Тевье стоит в углу, сгорбившись, испуганный. Он смотрит на кучу одежды, книги, подушки, сваленные на полу, и думает: «Все из-за нее, из-за Любы!»
Рива, заплаканная, жмется к двери и жалостливо глядит на Любу, точно хочет сказать ей: не бойся, доченька!..
Уходя, сержант говорит:
— Твое счастье, еврей, что ничего не нашли!.. А то ты б у меня отведал, что значит немецкая власть…
С Любой сержант попрощался вежливее. Он даже снял перед ней фуражку.
— Простите, барышня, за разбитые тарелки… Ничего не поделаешь… По долгу службы…
Гетманцы с собачьей преданностью улыбаются сержанту. О, найди они здесь хоть что-нибудь подозрительное, уж они б показали этому немцу, на что они способны. И чтобы все-таки показать немцу, на что они способны, один из гетманцев подошел к Тевье и с такой силой толкнул его, что Тевье с грохотом упал на разбитую посуду и раскровянил себе лицо и руки.
Утром Люба увиделась с товарищем Андреем, одним из руководителей подпольного партийного комитета.
Товарищ Андрей, высокий, с бритой головой, с быстрыми пытливыми глазами, встретил ее приветливо.

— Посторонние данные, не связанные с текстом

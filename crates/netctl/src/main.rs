use netctl_core::init_logging;

mod app;
mod commands;
mod table;

fn main() {
    let app = app::build_cli();
    let matches = app.get_matches();

    // Quiet unless -v/--verbose; errors are always logged
    let verbose = matches.get_flag("verbose");
    init_logging(!verbose);

    if let Err(e) = commands::run_command(&matches) {
        eprintln!("{}", e);
        std::process::exit(1);
    }
}
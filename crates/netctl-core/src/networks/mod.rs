pub mod errors;
pub mod gateway;
pub mod inspect;
pub mod prune;
pub mod remove;
pub mod store;
pub mod types;

#[cfg(test)]
pub(crate) mod fakes;

pub use errors::{BatchError, FailedOperation, NetworkError};
pub use gateway::NetworkGateway;
pub use inspect::{inspect_networks, list_networks};
pub use prune::{PRUNE_WARNING, PruneReport, prune_networks};
pub use remove::{INGRESS_WARNING, remove_networks};
pub use store::LocalNetworkStore;
pub use types::{NetworkResource, RemovalOutcome};
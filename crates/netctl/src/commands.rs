use std::io;

use clap::ArgMatches;
use tracing::{error, info, warn};

use netctl_core::config::{Config, NetctlConfig};
use netctl_core::events;
use netctl_core::network_ops;
use netctl_core::{AssumeNo, BatchError, ConfirmationPrompt, LocalNetworkStore, StreamPrompt};

use crate::table::TableFormatter;

/// Load configuration with warning on errors.
///
/// Falls back to defaults if config loading fails, but notifies the user via:
/// - stderr message for immediate visibility
/// - structured log event `cli.config.load_failed` for debugging
fn load_config_with_warning(runtime: &Config) -> NetctlConfig {
    match NetctlConfig::load_hierarchy(runtime) {
        Ok(config) => config,
        Err(e) => {
            eprintln!(
                "Warning: Could not load config: {}. Using defaults.\n\
                 Tip: Check {} and ./.netctl/config.toml for syntax errors.",
                e,
                runtime.user_config_path().display()
            );
            warn!(
                event = "cli.config.load_failed",
                error = %e,
                "Config load failed, using defaults"
            );
            NetctlConfig::default()
        }
    }
}

fn open_store() -> (LocalNetworkStore, NetctlConfig) {
    let runtime = Config::new();
    let config = load_config_with_warning(&runtime);
    let store = LocalNetworkStore::new(config.networks_dir(&runtime));
    (store, config)
}

/// Confirmation source for this invocation: stdin/stdout, or an automatic
/// "no" when `[prompt] assume_no` is set.
fn build_prompt(config: &NetctlConfig) -> Box<dyn ConfirmationPrompt> {
    if config.assume_no() {
        Box::new(AssumeNo)
    } else {
        Box::new(StreamPrompt::new(io::stdin().lock(), io::stdout()))
    }
}

fn network_args(matches: &ArgMatches) -> Result<Vec<String>, Box<dyn std::error::Error>> {
    let networks: Vec<String> = matches
        .get_many::<String>("networks")
        .ok_or("At least one network argument is required")?
        .cloned()
        .collect();
    Ok(networks)
}

pub fn run_command(matches: &ArgMatches) -> Result<(), Box<dyn std::error::Error>> {
    events::log_app_startup();

    match matches.subcommand() {
        Some(("network", sub_matches)) => handle_network_command(sub_matches),
        _ => {
            error!(event = "cli.command_unknown");
            Err("Unknown command".into())
        }
    }
}

fn handle_network_command(matches: &ArgMatches) -> Result<(), Box<dyn std::error::Error>> {
    match matches.subcommand() {
        Some(("rm", sub_matches)) => handle_rm_command(sub_matches),
        Some(("ls", sub_matches)) => handle_ls_command(sub_matches),
        Some(("inspect", sub_matches)) => handle_inspect_command(sub_matches),
        Some(("prune", sub_matches)) => handle_prune_command(sub_matches),
        _ => {
            error!(event = "cli.network.command_unknown");
            Err("Unknown network command".into())
        }
    }
}

fn handle_rm_command(matches: &ArgMatches) -> Result<(), Box<dyn std::error::Error>> {
    let networks = network_args(matches)?;

    info!(event = "cli.network.rm_started", count = networks.len());

    let (store, config) = open_store();
    let mut prompt = build_prompt(&config);
    let mut stdout = io::stdout();

    match network_ops::remove_networks(&store, prompt.as_mut(), &mut stdout, &networks) {
        Ok(()) => {
            info!(event = "cli.network.rm_completed", count = networks.len());
            Ok(())
        }
        Err(e) => {
            error!(
                event = "cli.network.rm_failed",
                failed = ?e.failed_names(),
                error = %e
            );
            events::log_app_error(&e);
            Err(e.into())
        }
    }
}

fn handle_ls_command(matches: &ArgMatches) -> Result<(), Box<dyn std::error::Error>> {
    let quiet = matches.get_flag("quiet");
    let json_output = matches.get_flag("json");

    info!(event = "cli.network.ls_started", quiet = quiet, json_output = json_output);

    let (store, _) = open_store();
    let networks = match network_ops::list_networks(&store) {
        Ok(networks) => networks,
        Err(e) => {
            eprintln!("Failed to list networks: {}", e);
            error!(event = "cli.network.ls_failed", error = %e);
            events::log_app_error(&e);
            return Err(e.into());
        }
    };

    if json_output {
        println!("{}", serde_json::to_string_pretty(&networks)?);
    } else if quiet {
        for network in &networks {
            println!("{}", network.id);
        }
    } else if networks.is_empty() {
        println!("No networks found.");
    } else {
        TableFormatter::new(&networks).print_table(&networks);
    }

    info!(event = "cli.network.ls_completed", count = networks.len());
    Ok(())
}

fn handle_inspect_command(matches: &ArgMatches) -> Result<(), Box<dyn std::error::Error>> {
    let names = network_args(matches)?;

    info!(event = "cli.network.inspect_started", count = names.len());

    let (store, _) = open_store();
    let (networks, failures) = network_ops::inspect_networks(&store, &names);

    println!("{}", serde_json::to_string_pretty(&networks)?);

    if let Err(e) = BatchError::from_failures(failures) {
        error!(
            event = "cli.network.inspect_failed",
            failed = ?e.failed_names(),
            error = %e
        );
        return Err(e.into());
    }

    info!(event = "cli.network.inspect_completed", count = networks.len());
    Ok(())
}

fn handle_prune_command(matches: &ArgMatches) -> Result<(), Box<dyn std::error::Error>> {
    let force = matches.get_flag("force");

    info!(event = "cli.network.prune_started", force = force);

    let (store, config) = open_store();
    let mut prompt = build_prompt(&config);

    let report = match network_ops::prune_networks(&store, prompt.as_mut(), force) {
        Ok(Some(report)) => report,
        Ok(None) => {
            info!(event = "cli.network.prune_aborted");
            return Ok(());
        }
        Err(e) => {
            error!(event = "cli.network.prune_failed", error = %e);
            events::log_app_error(&e);
            return Err(e.into());
        }
    };

    if !report.deleted.is_empty() {
        println!("Deleted Networks:");
        for name in &report.deleted {
            println!("{}", name);
        }
    }

    info!(
        event = "cli.network.prune_completed",
        deleted = report.deleted.len(),
        failed = report.failures.len()
    );

    BatchError::from_failures(report.failures).map_err(|e| {
        error!(event = "cli.network.prune_failed", error = %e);
        e.into()
    })
}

— Что слышно нового, Люба?
— Товарищ Андрей, вчера ночью у меня был обыск…
— Обыск? В чем дело?
Люба молчит.
— Нехорошо, Люба, нехорошо. Значит, ты была неосторожна… Так не годится! — Он начинает быстро-быстро шагать по комнате. Из-за его блестящей головы, кажется, что по комнате мелькает огонек.
— Вот что, Люба, — останавливается он на минуту, — придется временно отстранить тебя от работы.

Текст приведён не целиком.